Bears could readily point to the Financial Conduct Authority’s recent comments on the guarantor market, of which Amigo has an 80 per cent share. Earlier this year, the regulator said it was concerned with the growth in guarantor payments, as well as the number of guarantors making at least one loan repayment. “We are also seeking to establish whether potential guarantors have enough information to understand the likelihood and implications of the guarantee being enforced,” the Financial Conduct Authority (FCA) said. 

Though Mr Wilcke previously said Amigo’s public debut had “fuelled some urban myths about” the group and its customers, the group suddenly appears eager to pre-empt any crackdown on the market.

While Amigo says the proportion of payments made by a guarantor has remained “broadly steady at just under 10 per cent”, customer numbers are also up 17.3 per cent in a year.

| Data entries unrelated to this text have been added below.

//! The command interpreter loop.
//!
//! [`Shell`] owns the operand stack, the PC direction, and the string-mode
//! flag, and processes one input line at a time: classify (string-mode
//! character, digit literal, known command, unknown token), mutate state,
//! write feedback. Input comes from an injected [`LineSource`] and output
//! goes to an injected writer, so the whole loop runs against in-memory
//! buffers in tests.

use std::fmt;
use std::io::{self, Write};

use rand::seq::SliceRandom;
use thiserror::Error;

use crate::config::ShellConfig;
use crate::help;
use crate::stack::{Stack, StackError};

/// Errors that end a shell session.
#[derive(Debug, Error)]
pub enum ShellError {
    /// Underflow from an unguarded stack operation (`\`).
    #[error(transparent)]
    Stack(#[from] StackError),

    /// The input or output stream failed.
    #[error("I/O error: {0}")]
    Io(#[from] io::Error),
}

/// The direction the (imaginary) program counter travels.
#[derive(Debug, Clone, Copy, PartialEq, Eq)]
pub enum Direction {
    Right,
    Left,
    Up,
    Down,
}

impl Direction {
    pub const ALL: [Direction; 4] = [
        Direction::Right,
        Direction::Left,
        Direction::Up,
        Direction::Down,
    ];

    /// The Befunge instruction character that selects this direction.
    pub fn symbol(self) -> char {
        match self {
            Direction::Right => '>',
            Direction::Left => '<',
            Direction::Up => '^',
            Direction::Down => 'v',
        }
    }
}

impl fmt::Display for Direction {
    fn fmt(&self, f: &mut fmt::Formatter<'_>) -> fmt::Result {
        write!(f, "{}", self.symbol())
    }
}

/// Whether the session continues after a line has been handled.
#[derive(Debug, Clone, Copy, PartialEq, Eq)]
pub enum Outcome {
    Continue,
    Quit,
}

/// Supplier of input lines for the shell.
///
/// The main loop and the interactive sub-prompts (`&`, `~`, zero-divisor
/// `/` and `%`) both read through this trait, which keeps the interpreter
/// free of direct console access.
pub trait LineSource {
    /// Read the next command line, rendering the shell prompt.
    /// Returns `None` at end of input.
    fn read_command(&mut self, prompt: &str) -> io::Result<Option<String>>;

    /// Read one reply line for a sub-prompt (the prompt text itself has
    /// already been written to the shell's output). Returns `None` at end
    /// of input.
    fn read_reply(&mut self) -> io::Result<Option<String>>;
}

/// The two-operand instructions.
#[derive(Debug, Clone, Copy)]
enum BinOp {
    Add,
    Sub,
    Mul,
    Div,
    Mod,
    Greater,
}

/// An interactive Befunge debugging shell session.
pub struct Shell<S, W> {
    source: S,
    out: W,
    stack: Stack,
    pc: Direction,
    string_mode: bool,
    prompt: String,
    ruler: char,
    subruler: char,
}

impl<S: LineSource, W: Write> Shell<S, W> {
    pub fn new(source: S, out: W, config: &ShellConfig) -> Self {
        Self {
            source,
            out,
            stack: Stack::new(),
            pc: Direction::Right,
            string_mode: false,
            prompt: config.prompt.clone(),
            ruler: config.ruler,
            subruler: config.subruler,
        }
    }

    pub fn stack(&self) -> &Stack {
        &self.stack
    }

    pub fn pc(&self) -> Direction {
        self.pc
    }

    pub fn string_mode(&self) -> bool {
        self.string_mode
    }

    /// Run the read-dispatch-execute loop until quit or end of input.
    pub fn run(&mut self) -> Result<(), ShellError> {
        loop {
            let Some(line) = self.source.read_command(&self.prompt)? else {
                // End of input: finish the prompt line and leave quietly.
                writeln!(self.out)?;
                self.out.flush()?;
                return Ok(());
            };
            if self.handle_line(&line)? == Outcome::Quit {
                return Ok(());
            }
        }
    }

    /// Classify and execute a single input line. Blank lines are a no-op
    /// and never repeat the previous command.
    pub fn handle_line(&mut self, line: &str) -> Result<Outcome, ShellError> {
        let line = line.trim();
        if line.is_empty() {
            return Ok(Outcome::Continue);
        }

        let outcome = if self.string_mode {
            self.handle_string_mode(line)?
        } else {
            self.handle_normal_mode(line)?
        };
        self.out.flush()?;
        Ok(outcome)
    }

    fn handle_normal_mode(&mut self, line: &str) -> Result<Outcome, ShellError> {
        let (word, arg) = match line.split_once(char::is_whitespace) {
            Some((word, rest)) => (word, rest.trim()),
            None => (line, ""),
        };
        match word {
            "quit" | "exit" => return Ok(Outcome::Quit),
            "help" => {
                self.help(arg)?;
                return Ok(Outcome::Continue);
            }
            "show_stack" => {
                writeln!(self.out, "{:?}", self.stack.values())?;
                return Ok(Outcome::Continue);
            }
            "show_pc" => {
                writeln!(self.out, "'{}'", self.pc)?;
                return Ok(Outcome::Continue);
            }
            _ => {}
        }

        // A whole-line integer literal is only accepted in the cell range.
        if let Ok(number) = line.parse::<i64>() {
            if (0..=9).contains(&number) {
                self.stack.push(number);
            } else {
                writeln!(self.out, "Error: only numbers from 0 to 9 are allowed")?;
            }
            return Ok(Outcome::Continue);
        }

        self.dispatch(line)?;
        Ok(Outcome::Continue)
    }

    /// String mode accepts one character per line; the delimiter switches
    /// back to normal mode without pushing anything.
    fn handle_string_mode(&mut self, line: &str) -> Result<Outcome, ShellError> {
        if line == "\"" {
            self.string_mode = false;
            return Ok(Outcome::Continue);
        }
        let mut chars = line.chars();
        match (chars.next(), chars.next()) {
            (Some(ch), None) => self.stack.push(ch as i64),
            _ => writeln!(
                self.out,
                "Error: string mode takes a single character per line"
            )?,
        }
        Ok(Outcome::Continue)
    }

    /// Execute one Befunge instruction in normal mode.
    fn dispatch(&mut self, token: &str) -> Result<(), ShellError> {
        let mut chars = token.chars();
        let instruction = match (chars.next(), chars.next()) {
            (Some(ch), None) => ch,
            _ => return self.unknown_command(token),
        };

        match instruction {
            '+' => self.calculate(BinOp::Add)?,
            '-' => self.calculate(BinOp::Sub)?,
            '*' => self.calculate(BinOp::Mul)?,
            '/' => self.calculate(BinOp::Div)?,
            '%' => self.calculate(BinOp::Mod)?,
            '`' => self.calculate(BinOp::Greater)?,
            '!' => {
                let value = self.stack.pop_or_zero();
                self.stack.push(i64::from(value == 0));
            }
            '>' => self.pc = Direction::Right,
            '<' => self.pc = Direction::Left,
            '^' => self.pc = Direction::Up,
            'v' => self.pc = Direction::Down,
            '?' => {
                self.pc = Direction::ALL
                    .choose(&mut rand::thread_rng())
                    .copied()
                    .unwrap_or(Direction::Right);
            }
            '_' => {
                self.pc = if self.stack.pop_or_zero() == 0 {
                    Direction::Right
                } else {
                    Direction::Left
                };
            }
            '|' => {
                self.pc = if self.stack.pop_or_zero() == 0 {
                    Direction::Down
                } else {
                    Direction::Up
                };
            }
            '"' => self.string_mode = true,
            ':' => self.stack.duplicate_top(),
            // Swap is deliberately unguarded: underflow ends the session.
            '\\' => self.stack.swap_top()?,
            '$' => {
                self.stack.pop_or_zero();
            }
            '.' => {
                let value = self.stack.pop_or_zero();
                writeln!(self.out, "{value}")?;
            }
            ',' => {
                let value = self.stack.pop_or_zero();
                match u32::try_from(value).ok().and_then(char::from_u32) {
                    Some(ch) => writeln!(self.out, "{ch}")?,
                    None => writeln!(self.out, "Error: {value} is not a valid character")?,
                }
            }
            '&' => {
                if let Some(number) = self.read_number("Enter a number please: ")? {
                    self.stack.push(number);
                }
            }
            '~' => {
                let reply = self.input("Enter one character please: ")?;
                let ch = reply.chars().next().unwrap_or('\n');
                self.stack.push(ch as i64);
            }
            '@' => writeln!(self.out, "Imagine your script would end now ;-)")?,
            '#' | 'g' | 'p' => {
                writeln!(self.out, "Note: The commands #, g, p are not supported.")?;
            }
            _ => self.unknown_command(token)?,
        }
        Ok(())
    }

    /// Pop a (top) and b, push `op(b, a)`. With fewer than two values on
    /// the stack this is a silent no-op.
    fn calculate(&mut self, op: BinOp) -> Result<(), ShellError> {
        if self.stack.len() < 2 {
            return Ok(());
        }
        let a = self.stack.pop()?;
        let b = self.stack.pop()?;
        let result = match op {
            BinOp::Add => b.wrapping_add(a),
            BinOp::Sub => b.wrapping_sub(a),
            BinOp::Mul => b.wrapping_mul(a),
            BinOp::Div | BinOp::Mod if a == 0 => {
                writeln!(self.out, "Cannot divide {b} by zero; you pick the result.")?;
                self.read_number("Enter a number please: ")?.unwrap_or(0)
            }
            BinOp::Div => floor_div(b, a),
            BinOp::Mod => floor_mod(b, a),
            BinOp::Greater => i64::from(b > a),
        };
        self.stack.push(result);
        Ok(())
    }

    fn unknown_command(&mut self, token: &str) -> Result<(), ShellError> {
        writeln!(self.out, "Error: unknown command '{token}'")?;
        Ok(())
    }

    fn help(&mut self, arg: &str) -> Result<(), ShellError> {
        if arg.is_empty() {
            help::write_listing(&mut self.out, self.ruler, self.subruler)?;
        } else if let Some(text) = help::instruction_help(arg) {
            writeln!(self.out, "{text}")?;
        } else if let Some(text) = help::helper_help(arg) {
            writeln!(self.out, "{text}")?;
        }
        // Unrecognized help arguments fail silently.
        Ok(())
    }

    /// Write `prompt` without a newline and read one reply line. End of
    /// input counts as an empty reply.
    fn input(&mut self, prompt: &str) -> Result<String, ShellError> {
        write!(self.out, "{prompt}")?;
        self.out.flush()?;
        let reply = self.source.read_reply()?.unwrap_or_default();
        Ok(reply.trim_end_matches(['\r', '\n']).to_string())
    }

    /// Prompt for a base-10 integer; parse failures are reported and yield
    /// `None` so the caller can skip the push.
    fn read_number(&mut self, prompt: &str) -> Result<Option<i64>, ShellError> {
        let reply = self.input(prompt)?;
        match reply.trim().parse::<i64>() {
            Ok(number) => Ok(Some(number)),
            Err(_) => {
                writeln!(self.out, "Error: You should have entered an integer!")?;
                Ok(None)
            }
        }
    }
}

/// Division rounded toward negative infinity, as Befunge expects.
fn floor_div(b: i64, a: i64) -> i64 {
    let quotient = b.wrapping_div(a);
    if b.wrapping_rem(a) != 0 && (b < 0) != (a < 0) {
        quotient - 1
    } else {
        quotient
    }
}

/// Remainder matching [`floor_div`]: the result takes the divisor's sign.
fn floor_mod(b: i64, a: i64) -> i64 {
    b.wrapping_sub(floor_div(b, a).wrapping_mul(a))
}
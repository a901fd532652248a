use assert_cmd::Command;
use predicates::prelude::*;
use std::time::Duration;

fn befsh() -> Command {
    let mut cmd = Command::cargo_bin("befsh").expect("befsh binary");
    cmd.timeout(Duration::from_secs(2));
    cmd.env_remove("BEFSH_MODE");
    cmd
}

#[test]
fn piped_stdin_auto_selects_bare_mode() {
    befsh()
        .write_stdin("5\n.\nquit\n")
        .assert()
        .success()
        .stdout("5\n");
}

#[test]
fn forced_editor_on_non_tty_errors() {
    befsh()
        .arg("--editor")
        .write_stdin("quit\n")
        .assert()
        .failure()
        .stderr(predicate::str::contains("stdin is not a TTY"));
}

#[test]
fn env_can_force_bare_mode() {
    befsh()
        .env("BEFSH_MODE", "bare")
        .write_stdin("5\n.\nquit\n")
        .assert()
        .success()
        .stdout("5\n");
}

#[test]
fn env_can_force_editor_mode_but_needs_a_tty() {
    befsh()
        .env("BEFSH_MODE", "editor")
        .write_stdin("quit\n")
        .assert()
        .failure()
        .stderr(predicate::str::contains("stdin is not a TTY"));
}

#[test]
fn invalid_mode_env_value_is_rejected() {
    befsh()
        .env("BEFSH_MODE", "fancy")
        .write_stdin("quit\n")
        .assert()
        .failure()
        .stderr(predicate::str::contains("invalid BEFSH_MODE value"));
}

#[test]
fn bare_flag_overrides_editor_env() {
    befsh()
        .arg("--bare")
        .env("BEFSH_MODE", "editor")
        .write_stdin("5\n.\nquit\n")
        .assert()
        .success()
        .stdout("5\n");
}
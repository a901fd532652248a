pub mod catppuccin {
    use nu_ansi_term::Color;
    pub struct Mocha;
    impl Mocha {
        // Base colors
        pub const SURFACE2: Color = Color::Rgb(108, 112, 134); // Subtle dim

        // Accents
        pub const RED: Color = Color::Rgb(243, 139, 168);
        pub const GREEN: Color = Color::Rgb(166, 227, 161);
        pub const YELLOW: Color = Color::Rgb(249, 226, 175);
        pub const MAUVE: Color = Color::Rgb(203, 166, 247);
        pub const PEACH: Color = Color::Rgb(250, 179, 135);
        pub const TEAL: Color = Color::Rgb(148, 226, 213);
        pub const SKY: Color = Color::Rgb(137, 220, 235);
        pub const PINK: Color = Color::Rgb(245, 194, 231);
    }
}
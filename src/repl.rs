//! Console front-ends for the shell: line sources, mode selection, and the
//! reedline editor with Befunge syntax highlighting.

use std::borrow::Cow;
use std::env;
use std::io::{self, BufRead, IsTerminal, Write};

use nu_ansi_term::Style;
use reedline::{
    FileBackedHistory, Highlighter, HistoryItem, Prompt, PromptEditMode, PromptHistorySearch,
    PromptHistorySearchStatus, Reedline, Signal, StyledText,
};

use crate::shell::LineSource;

#[derive(Debug, Clone, Copy, PartialEq, Eq)]
pub enum ReplMode {
    Bare,
    Editor,
}

#[derive(Debug, Clone, Copy, PartialEq, Eq)]
pub enum ModeFlagOverride {
    None,
    Bare,
    Editor,
}

/// Determine the front-end: flags override the `BEFSH_MODE` environment
/// variable, which overrides TTY auto-detection.
pub fn select_mode(flag: ModeFlagOverride) -> Result<ReplMode, String> {
    match flag {
        ModeFlagOverride::Bare => return Ok(ReplMode::Bare),
        ModeFlagOverride::Editor => {
            if !io::stdin().is_terminal() {
                return Err(
                    "cannot start editor: stdin is not a TTY (use --bare or BEFSH_MODE=bare)"
                        .to_string(),
                );
            }
            return Ok(ReplMode::Editor);
        }
        ModeFlagOverride::None => {}
    }

    if let Ok(val) = env::var("BEFSH_MODE") {
        let v = val.trim().to_ascii_lowercase();
        return match v.as_str() {
            "bare" => Ok(ReplMode::Bare),
            "editor" => {
                if !io::stdin().is_terminal() {
                    return Err(
                        "cannot start editor: stdin is not a TTY (use BEFSH_MODE=bare)".to_string(),
                    );
                }
                Ok(ReplMode::Editor)
            }
            _ => Err(format!(
                "invalid BEFSH_MODE value: {val}, must be 'bare' or 'editor'"
            )),
        };
    }

    if io::stdin().is_terminal() {
        Ok(ReplMode::Editor)
    } else {
        Ok(ReplMode::Bare)
    }
}

/// Plain line-at-a-time source over a buffered reader. The top-level prompt
/// is only rendered when connected to a terminal so piped sessions stay
/// clean; sub-prompt text is written by the shell itself.
pub struct BareLineSource<R> {
    reader: R,
    interactive: bool,
}

impl BareLineSource<io::BufReader<io::Stdin>> {
    pub fn stdin() -> Self {
        let interactive = io::stdin().is_terminal();
        Self {
            reader: io::BufReader::new(io::stdin()),
            interactive,
        }
    }
}

impl<R: BufRead> BareLineSource<R> {
    pub fn new(reader: R, interactive: bool) -> Self {
        Self {
            reader,
            interactive,
        }
    }

    fn next_line(&mut self) -> io::Result<Option<String>> {
        let mut line = String::new();
        match self.reader.read_line(&mut line)? {
            0 => Ok(None),
            _ => {
                while line.ends_with(['\n', '\r']) {
                    line.pop();
                }
                Ok(Some(line))
            }
        }
    }
}

impl<R: BufRead> LineSource for BareLineSource<R> {
    fn read_command(&mut self, prompt: &str) -> io::Result<Option<String>> {
        if self.interactive {
            let mut out = io::stdout();
            write!(out, "{prompt}")?;
            out.flush()?;
        }
        self.next_line()
    }

    fn read_reply(&mut self) -> io::Result<Option<String>> {
        self.next_line()
    }
}

/// Interactive source backed by a reedline editor with history and
/// highlighting. Ctrl+C and Ctrl+D both read as end of input; the SIGINT
/// handler installed in main handles the hard exit.
pub struct EditorLineSource {
    editor: Reedline,
}

impl EditorLineSource {
    pub fn new() -> io::Result<Self> {
        let history = FileBackedHistory::new(1_000).map_err(io::Error::other)?;
        let editor = Reedline::create()
            .with_highlighter(Box::new(BefungeHighlighter::default()))
            .with_history(Box::new(history));
        Ok(Self { editor })
    }

    fn read(&mut self, prompt: &str, record_history: bool) -> io::Result<Option<String>> {
        let prompt = ShellPrompt::new(prompt);
        match self.editor.read_line(&prompt) {
            Ok(Signal::Success(line)) => {
                if record_history && !line.trim().is_empty() {
                    let _ = self
                        .editor
                        .history_mut()
                        .save(HistoryItem::from_command_line(line.clone()));
                }
                Ok(Some(line))
            }
            Ok(Signal::CtrlC) | Ok(Signal::CtrlD) => Ok(None),
            Err(e) => {
                eprintln!("befsh: editor error: {e}");
                let _ = io::stderr().flush();
                Ok(None)
            }
        }
    }
}

impl LineSource for EditorLineSource {
    fn read_command(&mut self, prompt: &str) -> io::Result<Option<String>> {
        self.read(prompt, true)
    }

    fn read_reply(&mut self) -> io::Result<Option<String>> {
        // Sub-prompt replies are not commands; keep them out of history.
        self.read("", false)
    }
}

/// Renders the configured prompt string verbatim on the left.
struct ShellPrompt {
    text: String,
}

impl ShellPrompt {
    fn new(text: &str) -> Self {
        Self {
            text: text.to_string(),
        }
    }
}

impl Prompt for ShellPrompt {
    fn render_prompt_left(&self) -> Cow<'_, str> {
        Cow::Borrowed(&self.text)
    }

    fn render_prompt_right(&self) -> Cow<'_, str> {
        Cow::Borrowed("")
    }

    fn render_prompt_indicator(&self, _edit_mode: PromptEditMode) -> Cow<'_, str> {
        Cow::Borrowed("")
    }

    fn render_prompt_multiline_indicator(&self) -> Cow<'_, str> {
        Cow::Borrowed("... ")
    }

    fn render_prompt_history_search_indicator(
        &self,
        history_search: PromptHistorySearch,
    ) -> Cow<'_, str> {
        match history_search.status {
            PromptHistorySearchStatus::Passing => Cow::Borrowed("(search) "),
            PromptHistorySearchStatus::Failing => Cow::Borrowed("(failing search) "),
        }
    }
}

/// Colors each Befunge instruction by the kind of state it touches.
#[derive(Default)]
pub struct BefungeHighlighter;

impl BefungeHighlighter {
    fn style_for(ch: char) -> Style {
        use crate::theme::catppuccin::Mocha as P;

        match ch {
            '0'..='9' => Style::new().fg(P::GREEN).bold(),
            '+' | '-' | '*' | '/' | '%' | '`' | '!' => Style::new().fg(P::PEACH).bold(),
            '>' | '<' | '^' | 'v' | '?' | '_' | '|' => Style::new().fg(P::SKY).bold(),
            '"' => Style::new().fg(P::PINK).bold(),
            ':' | '\\' | '$' => Style::new().fg(P::MAUVE).bold(),
            '.' | ',' | '&' | '~' => Style::new().fg(P::TEAL).bold(),
            '@' => Style::new().fg(P::YELLOW).bold(),
            '#' | 'g' | 'p' => Style::new().fg(P::RED),
            _ => Style::new().fg(P::SURFACE2),
        }
    }
}

impl Highlighter for BefungeHighlighter {
    fn highlight(&self, line: &str, _cursor: usize) -> StyledText {
        let mut out = StyledText::new();
        let mut run = String::new();
        let mut run_style: Option<Style> = None;

        for ch in line.chars() {
            let style = Self::style_for(ch);
            match run_style {
                Some(current) if current == style => run.push(ch),
                Some(current) => {
                    out.push((current, std::mem::take(&mut run)));
                    run.push(ch);
                    run_style = Some(style);
                }
                None => {
                    run.push(ch);
                    run_style = Some(style);
                }
            }
        }
        if let Some(style) = run_style {
            out.push((style, run));
        }
        out
    }
}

Greater numbers of guarantors, most of whom broker Berenberg estimates are family members, are bailing out their children, partners, siblings and parents. Predictably, this growth has brought rising levels of complaints, a provision for which partly led to a rise in first-quarter cost-to-income ratio to 23.4 per cent, up from 17.5 per cent a year ago.

Though the company and analysts at Goodbody sought to emphasize that credit quality is unchanged, the quality of the loan book does seem to be deteriorating, in part due to a weaker economic outlook. Strip out the costs associated with the IPO, and pre-tax profits of £22.6m were up just 8 per cent, as impairment costs rose by more than a third and operating expenses climbed from £11m to £16.7m. Impairments are expected to remain elevated at between 30 and 35 per cent of revenue, which shows you the riskiness of the business Amigo is in, and the effects of more stringent accounting rules.

To address this, Amigo has “enhanced and tightened” its credit policy, and now thinks the best cause of action is to prioritise new customer loans over repeat business. Amigo’s plea to the FCA, and whatever it may legislate for, is that only 12 per cent of customers have topped up their loan more than twice. But that does not quite give the full picture: in the year to March, repeat lending accounted for 39 per cent of the group’s £426m loan originations.

Still, at least one new face has faith in the abrupt strategic re-pivot. In a show of faith in the revamped business plan, chief executive Hamish Paton acquired 50,000 shares in the group at an average price of 79.6p. Chief analytics officer Naynesh Patel was less convinced, selling a £10,083 stake on the morning of the announcement.